В своих снах Витя уже ушёл в ту безмерную глубину степи, где запахи трав и ветер, а также свет солнца и звёзд сливались в единое целое…
Но вдруг точно плеть ударила и разбила хрупкую красоту!
И вновь ударила, прогоняя остатки сна, эта плеть.
Витя резко приподнялся, и тут же вздрогнула земля. За месяцы войны юноша уже достаточно привык к таким вот толчкам земли. Это рвали, ранили мирную землю снаряды.
И уже слышался сильный, но вместе с тем пришедший через усилие воли к спокойствию голос их командира Ивана Михайловича Яковенко:
— Тихо, товарищи. Соблюдать спокойствие. Бьют издали…
Витя, а следом за ним и Иосиф Кузьмич выбрались из шалашика. Уже никто не спал. В считанные секунды партизаны собрались, и были при оружии, готовые к бою.
Иосиф Кузьмич говорил, обращаясь главным образом к Вите, который стоял рядом с ним:
— Я же говорил — миномёты у карателей были…
Тут командир одной из групп, Рыбалко, произнёс:
— Судя по звукам, бьют не только из миномётов, но и из более серьёзных орудий…
— Наверное, и пушки подвезли, — с тяжёлым вздохом поведал Иосиф Кузьмич.
Вновь бабахнуло, но на этот раз на значительном отдалении. Тогда Яковенко сказал:
— Значит так, товарищи. Нашей дислокации они знать не могут. И, стало быть, бьют наугад, по всему Паньковскому лесу. И хотя, конечно, лес этот не так велик, как раньше ожидалось, а всё ж вероятность того, что именно нас накроют — и того меньше…
Партизаны стояли с напряжёнными лицами… слушали… ждали…
И вновь эхом прокатился среди частых древесных стволов отдалённый разрыв…
Теперь все понимали, что немцы стреляли наугад. Конечно, от этого можно было испытать некоторое облегчение, но всё же окончательно избавиться от постоянного напряжения было невозможно.
Пусть шанс попаданья вражьего снаряда был ничтожно мал, но всё же такой шанс был. И немцы не даром тратили свои снаряды — это была, в первую очередь, психологическая атака…
Прошло несколько минут, и за эти минуты ещё несколько раз содрогнулся Паньковский лес, а вместе с лесом — и некоторые из партизан.
А время было совсем раннее: обстрел Паньковского леса начался в 5 часов утра 6 августа 1942 года.
Комиссар отряда Михаил Третьякевич произнёс:
— Значит так, товарищи бойцы. Мы продолжаем обычную нашу деятельность. То есть, мы пока что никуда не отступаем. Мы готовимся к новым диверсиям, и к агитационной деятельности.

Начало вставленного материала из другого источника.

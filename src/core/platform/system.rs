use std::env;

/// Architecture name as used by the Adoptium API.
pub fn platform_arch() -> &'static str {
    match env::consts::ARCH {
        "x86_64" => "x64",
        "aarch64" => "aarch64",
        "x86" => "x32",
        other => other,
    }
}

pub fn platform_os() -> &'static str {
    match env::consts::OS {
        "windows" => "windows",
        "linux" => "linux",
        "macos" => "mac",
        _ => "windows",
    }
}

/// Major OS version (e.g. `10` for Windows 10/11), when it can be read.
pub fn os_major_version() -> Option<u32> {
    sysinfo::System::os_version().and_then(|raw| parse_os_major(&raw))
}

fn parse_os_major(raw: &str) -> Option<u32> {
    raw.trim()
        .split(|ch: char| !ch.is_ascii_digit())
        .find(|part| !part.is_empty())
        .and_then(|part| part.parse().ok())
}

/// User interface language as a lowercase tag such as `en` or `zh-cn`.
pub fn detect_ui_language() -> Option<String> {
    #[cfg(windows)]
    {
        if let Some(tag) = windows_ui_language() {
            return Some(tag.to_string());
        }
    }

    ["LC_ALL", "LC_MESSAGES", "LANG"]
        .iter()
        .filter_map(|name| env::var(name).ok())
        .find_map(|raw| parse_locale_string(&raw))
}

#[cfg(windows)]
fn windows_ui_language() -> Option<&'static str> {
    use windows_sys::Win32::Globalization::GetUserDefaultUILanguage;

    // SAFETY: no arguments, returns a LANGID.
    let lang_id = unsafe { GetUserDefaultUILanguage() };
    // PRIMARYLANGID
    match lang_id & 0x3ff {
        0x04 => Some("zh-cn"),
        0x0a => Some("es"),
        0x09 => Some("en"),
        _ => None,
    }
}

/// `de_DE.UTF-8` → `de-de`; `C` and `POSIX` carry no language.
fn parse_locale_string(raw: &str) -> Option<String> {
    let trimmed = raw.trim();
    let locale = trimmed.split(['.', '@']).next()?.replace('_', "-");
    if locale.is_empty() || locale == "C" || locale == "POSIX" {
        return None;
    }
    Some(locale.to_ascii_lowercase())
}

Затем рядом собрались два брата Третьякевичи: Витя и Михаил, а также и отец их.
Иосиф Кузьмич говорил:
— Ну что ж, дорогие вы мои. Поведал я вас, а теперь пора и расставаться, и топать мне обратно, в Ворошиловград. А то ведь мать волноваться будет…
Тогда Витя проговорил:
— Да, конечно. Ты маме передай, что всё у нас хорошо, не бедствуем, и волноваться за нас совершенно нечего. Вот как немчуру прогоним, так вернёмся, и заживём так же хорошо, как и прежде жили.
А Михаил добавил:
— И пропитания у нас достаточно, и одежда вся хорошая, никто не болеет — так ей скажи. До Донца, кстати, вместе пойдём. Надо на берег противоположный поглядеть, да обстановку оценить…

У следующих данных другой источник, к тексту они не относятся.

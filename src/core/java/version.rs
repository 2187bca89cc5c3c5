use std::fmt;

/// Four-part runtime version, ordered lexicographically.
///
/// Parsing is total: both `.` and `_` separate groups, so early-access
/// builds such as `1.8.0_301` keep their update number. Any other
/// character inside a group is ignored.
#[derive(Debug, Clone, Copy, Default, PartialEq, Eq, PartialOrd, Ord, Hash)]
pub struct Version {
    pub major: u32,
    pub minor: u32,
    pub patch: u32,
    pub build: u32,
}

pub const JAVA_8: Version = Version::new(1, 8, 0, 0);
pub const JAVA_11: Version = Version::new(11, 0, 0, 0);

impl Version {
    pub const fn new(major: u32, minor: u32, patch: u32, build: u32) -> Self {
        Self {
            major,
            minor,
            patch,
            build,
        }
    }

    pub fn parse(text: &str) -> Self {
        let mut parts = [0u32; 4];
        for (slot, group) in parts.iter_mut().zip(text.split(['.', '_'])) {
            *slot = group
                .chars()
                .filter_map(|ch| ch.to_digit(10))
                .fold(0u32, |acc, digit| acc.saturating_mul(10).saturating_add(digit));
        }
        Self::new(parts[0], parts[1], parts[2], parts[3])
    }

    /// Builds a version from the packed `MS`/`LS` words of a Windows
    /// fixed file info block.
    ///
    /// Runtimes before 9 stamp their files as `<feature>.0.<update>.<build>`
    /// (`8.0.3010.9` for 1.8.0_301), so a major in `2..9` is shifted into
    /// the legacy `1.<feature>` scheme. The build word is dropped then.
    pub fn from_packed(ms: u32, ls: u32) -> Self {
        let (major, minor, patch, build) = (ms >> 16, ms & 0xffff, ls >> 16, ls & 0xffff);
        if (2..9).contains(&major) {
            Self::new(1, major, minor, patch)
        } else {
            Self::new(major, minor, patch, build)
        }
    }

    pub fn is_zero(&self) -> bool {
        *self == Self::default()
    }
}

impl fmt::Display for Version {
    fn fmt(&self, f: &mut fmt::Formatter<'_>) -> fmt::Result {
        write!(
            f,
            "{}.{}.{}.{}",
            self.major, self.minor, self.patch, self.build
        )
    }
}

/// Acceptance thresholds used to classify discovered runtimes.
#[derive(Debug, Clone, Copy, PartialEq, Eq)]
pub struct Thresholds {
    pub usable: Version,
    pub best: Version,
}

impl Default for Thresholds {
    fn default() -> Self {
        Self {
            usable: JAVA_8,
            best: JAVA_11,
        }
    }
}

Через несколько минут быстрого хода, Третьякевичи уже вышли к берегу.
Перед ними, блеща бессчетными золотыми светлячками солнца, нёс свои воды Донец. И так хотелось искупаться в этой пронизанным небесным светом водице, порыбачить, а потом и ухи сварить, таким это желание казалось естественным, так пододвигала к этому сама успокоенная, с белыми, пушистыми и светлейшими облачками в небе, и мягким шелестов листьев природа, что постоянная напряжённая мысль о войне, о надобности бороться, уничтожать — казалась совершенно противоестественной, и уже сам дух отгонял это военное чувствование…
Но вот опять бабахнула вражья артиллерия, и вскоре отозвался Паньковский лес протестующем воплем поваленного дерева.
И уже насторожённые залегли Третьякевичи в прибрежных кустах, и из-за них зорко наблюдали за противоположным берегом.
И увидели: там суетились фрицы. Несколько больших подвод стояли у противоположного берега, и с них раздетые по пояс вражьи солдаты сгружали привезённые откуда-то издалека широкие и вытянутые брёвна.
Ещё несколько автоматчиков стояли поблизости, курили, часто сплёвывали, и разговаривали так громко, что отдельные их слова долетали даже и до противоположного берега.
И Витя понимал эти отдельные слова. Ведь до оккупации он посещал курсы немецкого языка. В отряде его назначили переводчиком.
И шестью днями раньше, то есть 1 августа, ему уже доводилось подслушивать немецкую речь. Было это вблизи от Паньковки, куда тогда прибыли немцы человек 50–60. На подступах к хутору поставили пост из 4 человек, который контролировал всё вокруг.
Партизаны решили этот пост уничтожить, но сначала на разведку послали Виктора Третьякевича. Он незамеченным подполз, и слушал, о чём говорят немцы.
А потом партизаны пошли в атаку. Всего было 7 человек, из них двое — братья Третьякевичи. Подошли к фрицам метрам на двадцать, и всё бы прошло без задоринки, но качество их оружия было, прямо скажем, не важное, и у Яковенко и Соболева заели автоматы, так что получались только отдельные выстрелы. Но всё же пост тогда разгромили, а у немцев забрали оружие и документы.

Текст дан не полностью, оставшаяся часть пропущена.